System font preview

Type some text and compare it across the most widely available system fonts: adjust the size and weight, then copy a CSS font stack that's ready to paste into your stylesheet.

🔒 Everything happens in your browser: your text is never saved or sent anywhere.

Why use system fonts?

System fonts are already installed on your visitors' devices, so the page never has to download a font file. Text renders instantly, with none of the annoying "flash of unstyled text" (FOUT) that web fonts often cause. That's why GitHub, Booking.com, and many other major sites rely on system font stacks. One caveat: not every font lives on every device — Impact and Comic Sans MS, for instance, are missing on many Android phones, where the browser falls back to the generic font listed at the end of the stack.
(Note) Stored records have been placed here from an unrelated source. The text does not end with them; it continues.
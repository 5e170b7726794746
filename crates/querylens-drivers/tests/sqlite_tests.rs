#![cfg(feature = "sqlite")]

//! Opening SQLite engines through the registry

use pretty_assertions::assert_eq;
use querylens_drivers::{DatabaseEngine, EngineTarget, connect, supported_engines};

#[test]
fn test_sqlite_target_from_path() {
    assert_eq!(EngineTarget::sqlite(":memory:"), EngineTarget::SqliteMemory);
    assert_eq!(
        EngineTarget::sqlite("data/app.db"),
        EngineTarget::SqliteFile("data/app.db".into())
    );
    assert_eq!(EngineTarget::sqlite("data/app.db").to_string(), "sqlite:data/app.db");
    assert!(supported_engines().contains(&"sqlite"));
}

#[test]
fn test_postgres_target_hides_connection_string() {
    let target = EngineTarget::postgres("postgresql://admin:secret@db/app");

    assert_eq!(target.engine_name(), "postgresql");
    assert!(!target.to_string().contains("secret"));
}

#[tokio::test]
async fn test_connect_in_memory() {
    let engine = connect(&EngineTarget::SqliteMemory).await.unwrap();

    engine
        .execute_batch("CREATE TABLE t (a INTEGER); INSERT INTO t VALUES (1), (2);")
        .await
        .unwrap();

    assert_eq!(engine.engine_name(), "sqlite");
    assert_eq!(engine.execute("SELECT * FROM t").await.unwrap().rows_affected, 2);
}

#[tokio::test]
async fn test_connect_file_persists() {
    let dir = tempfile::tempdir().unwrap();
    let target = EngineTarget::sqlite(dir.path().join("q.db"));

    {
        let engine = connect(&target).await.unwrap();
        engine.execute_batch("CREATE TABLE t (a INTEGER);").await.unwrap();
    }

    let engine = connect(&target).await.unwrap();
    assert!(engine.explain("SELECT * FROM t").await.unwrap().has_sequential_scans());
}
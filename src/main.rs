use std::sync::Arc;

use teamdash::{
    config::AppConfig,
    http::{self, AppState},
    model::{MockModelProvider, ModelProvider, OpenAiProvider},
    moderation::ContentModerator,
    orchestrator::DashboardOrchestrator,
    store::{DashboardStore, InMemoryStore, PostgresStore},
};
use tokio::net::TcpListener;
use tracing::{info, warn};

#[tokio::main]
async fn main() -> anyhow::Result<()> {
    dotenvy::dotenv().ok();
    init_tracing();

    let config = AppConfig::from_env()?;

    let model = build_model_provider(&config);
    let store = build_store(&config).await?;
    let moderator = Arc::new(ContentModerator::default());

    let orchestrator = Arc::new(DashboardOrchestrator::new(moderator, model, store));

    let app = http::router(AppState { orchestrator });
    let listener = TcpListener::bind(config.http_bind).await?;
    info!("teamdash HTTP API listening on {}", config.http_bind);

    axum::serve(listener, app).await?;
    Ok(())
}

fn init_tracing() {
    tracing_subscriber::fmt()
        .with_env_filter(tracing_subscriber::EnvFilter::from_default_env())
        .compact()
        .init();
}

fn build_model_provider(config: &AppConfig) -> Arc<dyn ModelProvider> {
    let openai = || -> Option<Arc<dyn ModelProvider>> {
        let api_key = config.openai_api_key.clone()?;
        info!(model = %config.openai.model, "using OpenAI model provider");
        Some(Arc::new(OpenAiProvider::new(api_key, config.openai.clone())))
    };

    match config.model_provider.to_lowercase().as_str() {
        "mock" => {
            warn!("MODEL_PROVIDER=mock; using mock model provider");
            Arc::new(MockModelProvider)
        }
        "openai" => openai().unwrap_or_else(|| {
            warn!("MODEL_PROVIDER=openai but OPENAI_API_KEY is missing; using mock");
            Arc::new(MockModelProvider)
        }),
        other => {
            if other != "auto" {
                warn!(
                    provider = %other,
                    "unknown MODEL_PROVIDER value; valid values are auto|openai|mock; falling back to auto"
                );
            }
            openai().unwrap_or_else(|| {
                warn!("OPENAI_API_KEY not set; using mock model provider");
                Arc::new(MockModelProvider)
            })
        }
    }
}

async fn build_store(config: &AppConfig) -> anyhow::Result<Arc<dyn DashboardStore>> {
    if let Some(database_url) = &config.database_url {
        let store = PostgresStore::connect(database_url).await?;
        info!("Connected to Postgres store");
        Ok(Arc::new(store))
    } else {
        warn!("DATABASE_URL not set; using in-memory store");
        Ok(Arc::new(InMemoryStore::default()))
    }
}
use std::{env, net::SocketAddr, str::FromStr};

use crate::model::OpenAiSettings;

#[derive(Debug, Clone)]
pub struct AppConfig {
    pub http_bind: SocketAddr,
    pub model_provider: String,
    pub openai_api_key: Option<String>,
    pub openai: OpenAiSettings,
    pub database_url: Option<String>,
}

impl AppConfig {
    pub fn from_env() -> anyhow::Result<Self> {
        Self::from_lookup(|name| env::var(name).ok())
    }

    pub fn from_lookup(lookup: impl Fn(&str) -> Option<String>) -> anyhow::Result<Self> {
        let port = lookup("PORT").unwrap_or_else(|| "8080".to_owned());
        let http_bind = lookup("HTTP_BIND").unwrap_or_else(|| format!("0.0.0.0:{port}"));
        let http_bind = http_bind.parse()?;

        let defaults = OpenAiSettings::default();
        let openai = OpenAiSettings {
            base_url: lookup("OPENAI_BASE_URL").unwrap_or(defaults.base_url),
            model: lookup("OPENAI_MODEL").unwrap_or(defaults.model),
            temperature: parse_or(lookup("OPENAI_TEMPERATURE"), defaults.temperature),
            max_tokens: parse_or(lookup("OPENAI_MAX_TOKENS"), defaults.max_tokens),
        };

        Ok(Self {
            http_bind,
            model_provider: lookup("MODEL_PROVIDER").unwrap_or_else(|| "auto".to_owned()),
            openai_api_key: lookup("OPENAI_API_KEY").filter(|key| !key.trim().is_empty()),
            openai,
            database_url: lookup("DATABASE_URL").filter(|url| !url.trim().is_empty()),
        })
    }
}

fn parse_or<T: FromStr>(raw: Option<String>, default: T) -> T {
    raw.and_then(|raw| raw.trim().parse::<T>().ok())
        .unwrap_or(default)
}

#[cfg(test)]
mod tests {
    use std::collections::HashMap;

    use super::*;

    fn config(vars: &[(&str, &str)]) -> anyhow::Result<AppConfig> {
        let vars = vars
            .iter()
            .map(|(key, value)| (key.to_string(), value.to_string()))
            .collect::<HashMap<_, _>>();
        AppConfig::from_lookup(|name| vars.get(name).cloned())
    }

    #[test]
    fn defaults_apply_when_unset() {
        let config = config(&[]).expect("config");
        assert_eq!(config.http_bind.to_string(), "0.0.0.0:8080");
        assert_eq!(config.model_provider, "auto");
        assert_eq!(config.openai.model, "gpt-3.5-turbo");
        assert_eq!(config.openai.max_tokens, 1000);
        assert!((config.openai.temperature - 0.7).abs() < f32::EPSILON);
        assert!(config.openai_api_key.is_none());
        assert!(config.database_url.is_none());
    }

    #[test]
    fn overrides_are_read() {
        let config = config(&[
            ("PORT", "9090"),
            ("OPENAI_API_KEY", "sk-live"),
            ("OPENAI_MODEL", "gpt-4o-mini"),
            ("OPENAI_TEMPERATURE", " 0.2 "),
            ("OPENAI_MAX_TOKENS", "256"),
            ("DATABASE_URL", "postgres://localhost/teamdash"),
        ])
        .expect("config");
        assert_eq!(config.http_bind.port(), 9090);
        assert_eq!(config.openai_api_key.as_deref(), Some("sk-live"));
        assert_eq!(config.openai.model, "gpt-4o-mini");
        assert!((config.openai.temperature - 0.2).abs() < f32::EPSILON);
        assert_eq!(config.openai.max_tokens, 256);
        assert!(config.database_url.is_some());
    }

    #[test]
    fn malformed_numbers_fall_back_and_bad_bind_fails() {
        let config = config(&[("OPENAI_MAX_TOKENS", "lots")]).expect("config");
        assert_eq!(config.openai.max_tokens, 1000);

        assert!(self::config(&[("HTTP_BIND", "not-an-address")]).is_err());
    }
}
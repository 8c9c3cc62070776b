use axum::{
    Json,
    http::StatusCode,
    response::{IntoResponse, Response},
};
use thiserror::Error;
use tracing::error;

use crate::http::ApiResponse;

/// Completion-provider failures, worded for end users.
#[derive(Debug, Clone, Copy, PartialEq, Eq, Error)]
pub enum ProviderError {
    #[error("Rate limit exceeded. Please try again later.")]
    RateLimited,
    #[error("API quota exceeded. Please check your OpenAI account.")]
    QuotaExceeded,
    #[error("Invalid API key. Please check your OpenAI configuration.")]
    InvalidApiKey,
    #[error("Failed to get response from AI assistant")]
    Unavailable,
}

impl ProviderError {
    /// Recovers a classified failure from a provider error chain; anything
    /// unclassified becomes [`ProviderError::Unavailable`].
    pub fn classify(error: &anyhow::Error) -> Self {
        error
            .downcast_ref::<ProviderError>()
            .copied()
            .unwrap_or(ProviderError::Unavailable)
    }
}

#[derive(Debug, Error)]
pub enum DashboardError {
    /// Chat submission rejected by moderation.
    #[error("Message blocked: {0}. Please keep conversations professional and appropriate.")]
    Blocked(String),

    #[error("{0}")]
    InvalidInput(String),

    #[error("{0}")]
    NotFound(String),

    #[error("{0}")]
    Conflict(String),

    #[error(transparent)]
    Provider(#[from] ProviderError),

    #[error("storage operation failed")]
    Storage(#[from] anyhow::Error),
}

impl DashboardError {
    pub fn status(&self) -> StatusCode {
        match self {
            DashboardError::Blocked(_)
            | DashboardError::InvalidInput(_)
            | DashboardError::Conflict(_) => StatusCode::BAD_REQUEST,
            DashboardError::NotFound(_) => StatusCode::NOT_FOUND,
            DashboardError::Provider(_) | DashboardError::Storage(_) => {
                StatusCode::INTERNAL_SERVER_ERROR
            }
        }
    }
}

impl IntoResponse for DashboardError {
    fn into_response(self) -> Response {
        if let DashboardError::Storage(source) = &self {
            error!(error = ?source, "storage failure");
        }

        let status = self.status();
        (status, Json(ApiResponse::<()>::failure(self.to_string()))).into_response()
    }
}

pub type Result<T> = std::result::Result<T, DashboardError>;
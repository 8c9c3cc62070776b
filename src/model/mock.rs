use async_trait::async_trait;

use super::{ModelProvider, ModelRequest};

#[derive(Debug, Default)]
pub struct MockModelProvider;

#[async_trait]
impl ModelProvider for MockModelProvider {
    async fn complete(&self, request: ModelRequest) -> anyhow::Result<String> {
        Ok(format!("Mock assistant reply to: {}", request.user_prompt))
    }
}
use async_trait::async_trait;
use reqwest::{Client, StatusCode};
use serde::{Deserialize, Serialize};
use tracing::{debug, warn};

use crate::error::ProviderError;

use super::{ModelProvider, ModelRequest};

#[derive(Debug, Clone)]
pub struct OpenAiSettings {
    pub base_url: String,
    pub model: String,
    pub temperature: f32,
    pub max_tokens: u32,
}

impl Default for OpenAiSettings {
    fn default() -> Self {
        Self {
            base_url: "https://api.openai.com/v1".to_owned(),
            model: "gpt-3.5-turbo".to_owned(),
            temperature: 0.7,
            max_tokens: 1000,
        }
    }
}

#[derive(Debug, Clone)]
pub struct OpenAiProvider {
    client: Client,
    api_key: String,
    settings: OpenAiSettings,
}

impl OpenAiProvider {
    pub fn new(api_key: String, settings: OpenAiSettings) -> Self {
        Self {
            client: Client::new(),
            api_key,
            settings,
        }
    }

    fn completions_url(&self) -> String {
        format!(
            "{}/chat/completions",
            self.settings.base_url.trim_end_matches('/')
        )
    }

    fn payload<'a>(&'a self, request: &'a ModelRequest) -> ChatCompletionRequest<'a> {
        ChatCompletionRequest {
            model: &self.settings.model,
            messages: vec![
                ChatMessage {
                    role: "system",
                    content: &request.system_prompt,
                },
                ChatMessage {
                    role: "user",
                    content: &request.user_prompt,
                },
            ],
            temperature: request.temperature.unwrap_or(self.settings.temperature),
            max_tokens: request.max_tokens.unwrap_or(self.settings.max_tokens),
        }
    }
}

#[derive(Debug, Serialize)]
struct ChatCompletionRequest<'a> {
    model: &'a str,
    messages: Vec<ChatMessage<'a>>,
    temperature: f32,
    max_tokens: u32,
}

#[derive(Debug, Serialize)]
struct ChatMessage<'a> {
    role: &'a str,
    content: &'a str,
}

#[derive(Debug, Deserialize)]
struct ChatCompletionResponse {
    choices: Vec<ChatChoice>,
    usage: Option<TokenUsage>,
}

#[derive(Debug, Deserialize)]
struct ChatChoice {
    message: ChatChoiceMessage,
}

#[derive(Debug, Deserialize)]
struct ChatChoiceMessage {
    content: Option<String>,
}

#[derive(Debug, Deserialize)]
struct TokenUsage {
    prompt_tokens: u32,
    completion_tokens: u32,
    total_tokens: u32,
}

#[derive(Debug, Default, Deserialize)]
struct ErrorEnvelope {
    error: Option<ErrorBody>,
}

#[derive(Debug, Default, Deserialize)]
struct ErrorBody {
    #[serde(default)]
    message: String,
    code: Option<String>,
    #[serde(rename = "type")]
    kind: Option<String>,
}

#[async_trait]
impl ModelProvider for OpenAiProvider {
    async fn complete(&self, request: ModelRequest) -> anyhow::Result<String> {
        let payload = self.payload(&request);

        let response = self
            .client
            .post(self.completions_url())
            .bearer_auth(&self.api_key)
            .json(&payload)
            .send()
            .await
            .map_err(|error| {
                warn!(?error, "openai request failed");
                ProviderError::Unavailable
            })?;

        let status = response.status();
        if !status.is_success() {
            let body = response.text().await.unwrap_or_default();
            let classified = classify_failure(status, &body);
            warn!(%status, ?classified, "openai returned error status");
            return Err(classified.into());
        }

        let response = response
            .json::<ChatCompletionResponse>()
            .await
            .map_err(|error| {
                warn!(?error, "failed to deserialize openai response");
                ProviderError::Unavailable
            })?;

        if let Some(usage) = &response.usage {
            debug!(
                prompt_tokens = usage.prompt_tokens,
                completion_tokens = usage.completion_tokens,
                total_tokens = usage.total_tokens,
                "openai completion usage"
            );
        }

        let content = response
            .choices
            .into_iter()
            .next()
            .and_then(|choice| choice.message.content)
            .filter(|content| !content.trim().is_empty())
            .ok_or_else(|| anyhow::anyhow!("No response from OpenAI"))?;

        Ok(content)
    }
}

fn classify_failure(status: StatusCode, body: &str) -> ProviderError {
    let error = serde_json::from_str::<ErrorEnvelope>(body)
        .ok()
        .and_then(|envelope| envelope.error)
        .unwrap_or_default();
    let code = error.code.or(error.kind).unwrap_or_default();
    let message = error.message.to_lowercase();

    if code == "insufficient_quota" || message.contains("insufficient_quota") {
        ProviderError::QuotaExceeded
    } else if code == "invalid_api_key" || status == StatusCode::UNAUTHORIZED {
        ProviderError::InvalidApiKey
    } else if status == StatusCode::TOO_MANY_REQUESTS || message.contains("rate limit") {
        ProviderError::RateLimited
    } else {
        ProviderError::Unavailable
    }
}
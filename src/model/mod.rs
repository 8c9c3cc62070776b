mod mock;
mod openai;

use async_trait::async_trait;

pub use mock::MockModelProvider;
pub use openai::{OpenAiProvider, OpenAiSettings};

#[derive(Debug, Clone)]
pub struct ModelRequest {
    pub system_prompt: String,
    pub user_prompt: String,
    /// `None` uses the provider's configured sampling settings.
    pub temperature: Option<f32>,
    pub max_tokens: Option<u32>,
}

#[async_trait]
pub trait ModelProvider: Send + Sync {
    /// Returns the assistant's answer. Failures the caller should surface to
    /// users are reported as [`crate::error::ProviderError`] inside the
    /// `anyhow::Error`.
    async fn complete(&self, request: ModelRequest) -> anyhow::Result<String>;
}
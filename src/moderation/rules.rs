use regex::Regex;

/// Score added per whole-word blocklist match.
pub const WORD_WEIGHT: f64 = 0.3;
/// Score added per pattern-rule match.
pub const PATTERN_WEIGHT: f64 = 0.2;
pub const WARN_THRESHOLD: f64 = 0.5;
pub const BLOCK_THRESHOLD: f64 = 1.0;

/// Normalized text shorter than this (in chars) is blocked outright.
pub const MIN_CONTENT_CHARS: usize = 2;
/// Raw text longer than this (in chars) is blocked as spam.
pub const MAX_CONTENT_CHARS: usize = 2000;
pub const TOO_SHORT_CONFIDENCE: f64 = 0.9;
pub const TOO_LONG_CONFIDENCE: f64 = 0.8;

pub const MASK_CHAR: char = '*';

pub const DEFAULT_BLOCKED_TERMS: &[&str] = &[
    // profanity
    "fuck",
    "shit",
    "damn",
    "bitch",
    "asshole",
    "bastard",
    // hate speech indicators
    "hate",
    "kill",
    "die",
    "murder",
    "terrorist",
    // spam phrases
    "click here",
    "buy now",
    "limited time",
    "act now",
    "free money",
    "make money fast",
    "work from home",
    "get rich quick",
];

/// A blocklist term compiled into a whole-word, case-insensitive matcher.
/// Word boundaries are ASCII, so a letter like `é` ends a word.
#[derive(Debug, Clone)]
pub struct BlockedTerm {
    term: String,
    regex: Regex,
}

impl BlockedTerm {
    pub fn new(term: &str) -> Result<Self, regex::Error> {
        let term = term.trim().to_lowercase();
        let regex = Regex::new(&format!(r"(?i)(?-u:\b){}(?-u:\b)", regex::escape(&term)))?;
        Ok(Self { term, regex })
    }

    pub fn term(&self) -> &str {
        &self.term
    }

    pub fn regex(&self) -> &Regex {
        &self.regex
    }

    pub fn count_matches(&self, text: &str) -> usize {
        self.regex.find_iter(text).count()
    }
}

/// Structural spam heuristic run against the raw text.
#[derive(Debug, Clone)]
pub enum PatternRule {
    Regex { name: String, regex: Regex },
    /// Any character repeated so that a run reaches `min_run`. Each maximal
    /// run counts once. `regex` has no backreferences, so this one is scanned
    /// by hand.
    RepeatedChar { min_run: usize },
}

impl PatternRule {
    pub fn regex(name: &str, pattern: &str) -> Result<Self, regex::Error> {
        Ok(Self::Regex {
            name: name.to_owned(),
            regex: Regex::new(pattern)?,
        })
    }

    pub fn name(&self) -> &str {
        match self {
            PatternRule::Regex { name, .. } => name,
            PatternRule::RepeatedChar { .. } => "repeated_characters",
        }
    }

    pub fn count_matches(&self, text: &str) -> usize {
        match self {
            PatternRule::Regex { regex, .. } => regex.find_iter(text).count(),
            PatternRule::RepeatedChar { min_run } => count_repeated_runs(text, *min_run),
        }
    }
}

pub(crate) fn is_line_terminator(character: char) -> bool {
    matches!(character, '\n' | '\r' | '\u{2028}' | '\u{2029}')
}

fn count_repeated_runs(text: &str, min_run: usize) -> usize {
    let mut runs = 0;
    let mut previous: Option<char> = None;
    let mut run_len = 0;

    for character in text.chars() {
        if Some(character) == previous && !is_line_terminator(character) {
            run_len += 1;
        } else {
            if run_len >= min_run {
                runs += 1;
            }
            previous = Some(character);
            run_len = 1;
        }
    }
    if run_len >= min_run && previous.is_some_and(|character| !is_line_terminator(character)) {
        runs += 1;
    }

    runs
}

/// Blocklist and pattern tables consulted by the moderator. Built once and
/// shared read-only; tests inject their own lists through [`ModerationPolicy::new`].
#[derive(Debug, Clone)]
pub struct ModerationPolicy {
    terms: Vec<BlockedTerm>,
    patterns: Vec<PatternRule>,
}

impl ModerationPolicy {
    pub fn new<S: AsRef<str>>(
        terms: &[S],
        patterns: Vec<PatternRule>,
    ) -> Result<Self, regex::Error> {
        let terms = terms
            .iter()
            .map(|term| BlockedTerm::new(term.as_ref()))
            .collect::<Result<Vec<_>, _>>()?;
        Ok(Self { terms, patterns })
    }

    pub fn default_patterns() -> Result<Vec<PatternRule>, regex::Error> {
        Ok(vec![
            PatternRule::RepeatedChar { min_run: 5 },
            PatternRule::regex("excessive_caps", r"[A-Z]{10,}")?,
            PatternRule::regex("long_number", r"(?-u:\b)[0-9]{10,}(?-u:\b)")?,
            PatternRule::regex("url", r"https?://\S+")?,
            PatternRule::regex("handle", r"[@#][0-9A-Za-z_]+")?,
        ])
    }

    pub fn terms(&self) -> &[BlockedTerm] {
        &self.terms
    }

    pub fn patterns(&self) -> &[PatternRule] {
        &self.patterns
    }
}

impl Default for ModerationPolicy {
    fn default() -> Self {
        let patterns = Self::default_patterns().expect("built-in spam patterns compile");
        Self::new(DEFAULT_BLOCKED_TERMS, patterns).expect("built-in blocklist compiles")
    }
}
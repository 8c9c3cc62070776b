use std::sync::Arc;

use tracing::{debug, info, warn};

use crate::{
    error::{DashboardError, ProviderError, Result},
    model::{ModelProvider, ModelRequest},
    moderation::{ContentModerator, SuggestedAction},
    store::{DashboardStore, DuplicateEntry},
    types::{
        ChatReply, KnowledgeBaseEntry, KnowledgeBaseQuery, KnowledgeBaseUpdate, Message,
        NewKnowledgeBaseEntry, PageQuery, SaveEntryRequest, non_empty,
    },
};

pub const ASSISTANT_SYSTEM_PROMPT: &str = "You are a helpful AI assistant for an internal team dashboard. Provide clear, concise, and helpful responses to team members' questions. Be professional but friendly.";

pub const DEFAULT_MESSAGE_LIMIT: usize = 10;
pub const DEFAULT_ENTRY_LIMIT: usize = 50;

pub struct DashboardOrchestrator {
    moderator: Arc<ContentModerator>,
    model: Arc<dyn ModelProvider>,
    store: Arc<dyn DashboardStore>,
}

impl DashboardOrchestrator {
    pub fn new(
        moderator: Arc<ContentModerator>,
        model: Arc<dyn ModelProvider>,
        store: Arc<dyn DashboardStore>,
    ) -> Self {
        Self {
            moderator,
            model,
            store,
        }
    }

    pub fn moderator(&self) -> &ContentModerator {
        &self.moderator
    }

    /// Moderates the question, asks the model, and records the exchange.
    /// The stored question is always the original text, even when the model
    /// saw a sanitized copy.
    pub async fn submit_question(&self, question: &str) -> Result<ChatReply> {
        let verdict = self.moderator.evaluate(question);
        debug!(
            action = verdict.suggested_action.as_str(),
            confidence = verdict.confidence,
            flagged = verdict.flagged_words.len(),
            "moderated chat submission"
        );

        let prompt = match verdict.suggested_action {
            SuggestedAction::Block => {
                let reason = verdict.reason.unwrap_or_default();
                warn!(%reason, "chat submission blocked");
                return Err(DashboardError::Blocked(reason));
            }
            SuggestedAction::Warn => self.moderator.sanitize(question),
            SuggestedAction::Allow => question.to_owned(),
        };

        let answer = self
            .model
            .complete(ModelRequest {
                system_prompt: ASSISTANT_SYSTEM_PROMPT.to_owned(),
                user_prompt: prompt,
                temperature: None,
                max_tokens: None,
            })
            .await
            .map_err(|error| {
                warn!(?error, "assistant completion failed");
                ProviderError::classify(&error)
            })?;

        let message = self.store.create_message(question, &answer).await?;
        info!(message_id = %message.id, "recorded chat exchange");
        Ok(message.into())
    }

    pub async fn list_messages(
        &self,
        limit: Option<usize>,
        offset: Option<usize>,
    ) -> Result<Vec<Message>> {
        let page = PageQuery {
            limit: limit.unwrap_or(DEFAULT_MESSAGE_LIMIT),
            offset: offset.unwrap_or(0),
        };
        Ok(self.store.list_messages(page).await?)
    }

    /// Curates a chat exchange into the knowledge base. The title and every
    /// tag are moderated independently; a single block rejects the whole
    /// request before anything is read or written.
    pub async fn save_to_knowledge_base(
        &self,
        request: SaveEntryRequest,
    ) -> Result<KnowledgeBaseEntry> {
        let message_id = request.message_id.trim();
        if message_id.is_empty() {
            return Err(DashboardError::InvalidInput(
                "Message ID is required".to_owned(),
            ));
        }

        let tags = request.tags.unwrap_or_default();
        self.moderate_curation(request.title.as_deref(), &tags)?;

        let message = self
            .store
            .get_message(message_id)
            .await?
            .ok_or_else(|| DashboardError::NotFound("Message not found".to_owned()))?;

        if self.store.find_entry_by_message(message_id).await?.is_some() {
            return Err(already_saved());
        }

        let entry = self
            .store
            .create_entry(NewKnowledgeBaseEntry {
                question: message.question,
                answer: message.answer,
                title: request.title.and_then(non_empty),
                tags,
                category: request.category.and_then(non_empty),
                message_id: message.id,
            })
            .await
            .map_err(|error| {
                // A concurrent save can win between the lookup and the insert.
                if error.downcast_ref::<DuplicateEntry>().is_some() {
                    already_saved()
                } else {
                    DashboardError::Storage(error)
                }
            })?;
        info!(entry_id = %entry.id, "saved knowledge base entry");
        Ok(entry)
    }

    pub async fn list_entries(
        &self,
        mut query: KnowledgeBaseQuery,
    ) -> Result<Vec<KnowledgeBaseEntry>> {
        query.search = query.search.and_then(non_empty);
        query.category = query.category.and_then(non_empty);
        Ok(self.store.list_entries(&query).await?)
    }

    pub async fn update_entry(
        &self,
        id: &str,
        update: KnowledgeBaseUpdate,
    ) -> Result<KnowledgeBaseEntry> {
        self.moderate_curation(
            update.title.as_deref(),
            update.tags.as_deref().unwrap_or_default(),
        )?;

        self.store
            .update_entry(id, update)
            .await?
            .ok_or_else(|| DashboardError::NotFound("Knowledge base entry not found".to_owned()))
    }

    pub async fn delete_entry(&self, id: &str) -> Result<()> {
        if self.store.delete_entry(id).await? {
            info!(entry_id = %id, "deleted knowledge base entry");
            Ok(())
        } else {
            Err(DashboardError::NotFound(
                "Knowledge base entry not found".to_owned(),
            ))
        }
    }

    /// An absent or empty title is not moderated; anything else, including
    /// whitespace, is.
    fn moderate_curation(&self, title: Option<&str>, tags: &[String]) -> Result<()> {
        if let Some(title) = title.filter(|title| !title.is_empty()) {
            if self.moderator.evaluate(title).is_blocked() {
                warn!("knowledge base title blocked by moderation");
                return Err(DashboardError::InvalidInput(
                    "Title contains inappropriate content".to_owned(),
                ));
            }
        }
        if tags.iter().any(|tag| self.moderator.evaluate(tag).is_blocked()) {
            warn!("knowledge base tags blocked by moderation");
            return Err(DashboardError::InvalidInput(
                "Tags contain inappropriate content".to_owned(),
            ));
        }
        Ok(())
    }
}

fn already_saved() -> DashboardError {
    DashboardError::Conflict("This message is already saved to the knowledge base".to_owned())
}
How do I use the copied CSS stack?

Paste the stack into the font-family property of your CSS, for example body { font-family: Georgia, "Times New Roman", serif; }. Order matters: the browser tries the fonts from left to right and uses the first one available; the last value (serif, sans-serif, or monospace) is the safety net that guarantees something readable no matter what. The "system-ui" stack deserves a special mention: it renders the device's native interface font — San Francisco on Mac and iPhone, Segoe UI on Windows, Roboto on Android — so the look changes from device to device, and that's exactly its strength.